Topology creation involves using `pdb2gmx` via the `add_top()` function. Note that the supposedly easier `prepare_top()` function fails with `CHARMM` (intermediate `pdb` files are created have mal-formatted residues), although works with `AMBER` (no problems with the intermediate `pdb` files)

Note that the `CHARMM` forcefield included in `gromacs_py` is hopelessly outdated, and the ligand topologies created by the `CGENFF` server (see below) include more up-to-date parameters that are incompatible. 

Thus, download the latest `CHARMM` ff. As of today (`20250119`), the url is:

https://mackerell.umaryland.edu/download.php?filename=CHARMM_ff_params_files/charmm36-jul2022.ff.tgz

Download it, untar it and set the environment variable `GMXLIB` to the working directory where it was untarred.

If using `gromacs_py`, then download and **OVERWRITE**  `/usr/local/lib/python3.12/site-packages/gromacs_py/gmx/template/charmm36-jul2017.ff` with the latest charm field directory. That way, the default ff will always be the one you just downloaded and `gromacs_py` will continue to think that its using `charmm36-jul2017.ff`.

In [5]:
complex_sys.add_top(DATA_OUT, name=sys_name, pdb2gmx_option_dict={'ignh': None, 'vsite': vsite})

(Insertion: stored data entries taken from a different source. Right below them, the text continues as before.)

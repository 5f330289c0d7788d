//! Inventory CLI - manage electronic and food products.

mod menu;
mod render;

use std::io::Write;
use std::path::PathBuf;

use anyhow::Result;
use clap::{Parser, Subcommand, ValueEnum};
use inventory_core::RawProduct;
use inventory_manager::Inventory;
use inventory_storage::StorageConfig;
use tracing::debug;
use tracing_subscriber::EnvFilter;

use crate::menu::Menu;
use crate::render::{write_listing, write_product};

#[derive(Parser)]
#[command(name = "inventory")]
#[command(about = "Product inventory backed by a JSON file or SQLite", long_about = None)]
struct Cli {
    #[command(subcommand)]
    command: Option<Commands>,

    /// Storage backend
    #[arg(long, value_enum, env = "INVENTORY_BACKEND", default_value_t = Backend::Json, global = true)]
    backend: Backend,

    /// JSON document used by the json backend
    #[arg(long, env = "INVENTORY_FILE", default_value = "inventario.json", global = true)]
    file: PathBuf,

    /// Database file used by the sqlite backend
    #[arg(long, env = "INVENTORY_DATABASE", default_value = "inventario.db", global = true)]
    database: PathBuf,

    /// Log operations to stderr
    #[arg(short, long, global = true)]
    verbose: bool,
}

impl Cli {
    fn storage_config(&self) -> StorageConfig {
        match self.backend {
            Backend::Json => StorageConfig::Json { path: self.file.clone() },
            Backend::Sqlite => StorageConfig::Sqlite { path: self.database.clone() },
        }
    }
}

#[derive(Debug, Clone, Copy, PartialEq, Eq, ValueEnum)]
enum Backend {
    Json,
    Sqlite,
}

/// Fields shared by both create commands.
#[derive(clap::Args)]
struct ProductArgs {
    /// Unique product code
    code: String,
    /// Product name
    #[arg(long)]
    name: String,
    /// Unit cost
    #[arg(long, allow_hyphen_values = true)]
    cost: String,
    /// Unit sale price
    #[arg(long, allow_hyphen_values = true)]
    price: String,
    /// Units in stock
    #[arg(long, allow_hyphen_values = true)]
    quantity: String,
}

impl ProductArgs {
    fn raw(&self) -> RawProduct<'_> {
        RawProduct {
            code: &self.code,
            name: &self.name,
            cost: &self.cost,
            price: &self.price,
            quantity: &self.quantity,
        }
    }
}

#[derive(Subcommand)]
enum Commands {
    /// Interactive menu (the default)
    Menu,
    /// Add an electronic product
    AddElectronic {
        #[command(flatten)]
        product: ProductArgs,
        /// Category, e.g. "computing"
        #[arg(long)]
        category: String,
    },
    /// Add a food product
    AddFood {
        #[command(flatten)]
        product: ProductArgs,
        /// Expiration date (YYYY-MM-DD, DD/MM/YYYY) or free text
        #[arg(long)]
        expiration: String,
    },
    /// Show one product
    Show {
        /// Product code
        code: String,
    },
    /// Set cost, price and quantity of a product
    Update {
        /// Product code
        code: String,
        /// New unit cost
        #[arg(long, allow_hyphen_values = true)]
        cost: String,
        /// New unit price
        #[arg(long, allow_hyphen_values = true)]
        price: String,
        /// New stock quantity
        #[arg(long, allow_hyphen_values = true)]
        quantity: String,
    },
    /// Delete a product
    Remove {
        /// Product code
        code: String,
    },
    /// List all products
    List,
}

fn init_logging(verbose: bool) {
    let default = if verbose { "info" } else { "warn" };
    let filter = EnvFilter::try_from_default_env().unwrap_or_else(|_| EnvFilter::new(default));
    tracing_subscriber::fmt()
        .with_env_filter(filter)
        .with_writer(std::io::stderr)
        .init();
}

#[tokio::main(flavor = "current_thread")]
async fn main() -> Result<()> {
    let cli = Cli::parse();
    init_logging(cli.verbose);

    let mut inventory = Inventory::open(&cli.storage_config()).await?;
    debug!(backend = inventory.backend_name(), "inventory ready");
    let today = chrono::Local::now().date_naive();
    let stdout = std::io::stdout();
    let mut out = stdout.lock();

    match cli.command.unwrap_or(Commands::Menu) {
        Commands::Menu => {
            let stdin = std::io::stdin();
            Menu::new(stdin.lock(), &mut out, today).run(&mut inventory).await?;
        }
        Commands::AddElectronic { product, category } => {
            let created = inventory.add_electronic(product.raw(), &category).await?;
            writeln!(out, "Created {created}")?;
        }
        Commands::AddFood { product, expiration } => {
            let created = inventory.add_food(product.raw(), &expiration).await?;
            writeln!(out, "Created {created}")?;
        }
        Commands::Show { code } => {
            let product = inventory.find(&code).await?;
            write_product(&mut out, &product, today)?;
        }
        Commands::Update { code, cost, price, quantity } => {
            let product = inventory.update(&code, &cost, &price, &quantity).await?;
            write!(out, "Updated ")?;
            write_product(&mut out, &product, today)?;
        }
        Commands::Remove { code } => {
            let code = inventory.remove(&code).await?;
            writeln!(out, "Deleted {code}")?;
        }
        Commands::List => {
            let listing = inventory.list().await?;
            write_listing(&mut out, &listing, today)?;
        }
    }

    Ok(())
}

#[cfg(test)]
mod tests {
    use super::*;

    #[test]
    fn test_defaults_to_json_backend() {
        let cli = Cli::parse_from(["inventory"]);
        assert!(cli.command.is_none());
        assert_eq!(
            cli.storage_config(),
            StorageConfig::Json { path: PathBuf::from("inventario.json") }
        );
    }

    #[test]
    fn test_sqlite_backend_uses_database_path() {
        let cli = Cli::parse_from(["inventory", "--backend", "sqlite", "--database", "/tmp/x.db", "list"]);
        assert!(matches!(cli.command, Some(Commands::List)));
        assert_eq!(cli.storage_config(), StorageConfig::Sqlite { path: PathBuf::from("/tmp/x.db") });
    }

    #[test]
    fn test_negative_values_reach_validation() {
        let cli = Cli::parse_from([
            "inventory", "update", "A1", "--cost", "-5", "--price", "2", "--quantity", "-1",
        ]);
        match cli.command {
            Some(Commands::Update { cost, quantity, .. }) => {
                assert_eq!(cost, "-5");
                assert_eq!(quantity, "-1");
            }
            _ => panic!("expected update command"),
        }
    }

    #[test]
    fn test_add_electronic_arguments() {
        let cli = Cli::parse_from([
            "inventory", "add-electronic", "A1", "--name", "laptop", "--cost", "500",
            "--price", "800", "--quantity", "3", "--category", "computing",
        ]);
        match cli.command {
            Some(Commands::AddElectronic { product, category }) => {
                assert_eq!(product.raw().code, "A1");
                assert_eq!(category, "computing");
            }
            _ => panic!("expected add-electronic command"),
        }
    }
}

gmx pdb2gmx -f ../pdbs/colpk_pyc.pdb -o colpk_pyc_charmm_pdb2gmx.pdb -p colpk_pyc_charmm_pdb2gmx.top -i colpk_pyc_charmm_posre.itp -water tip3p -ff charmm36-jul2017 -ignh -vsite none


## Create Ligand topology and transclude manually to complex topology

Doing this automatically in `gromacs_py` is buggy and doesn't work, necessitating manual overrides.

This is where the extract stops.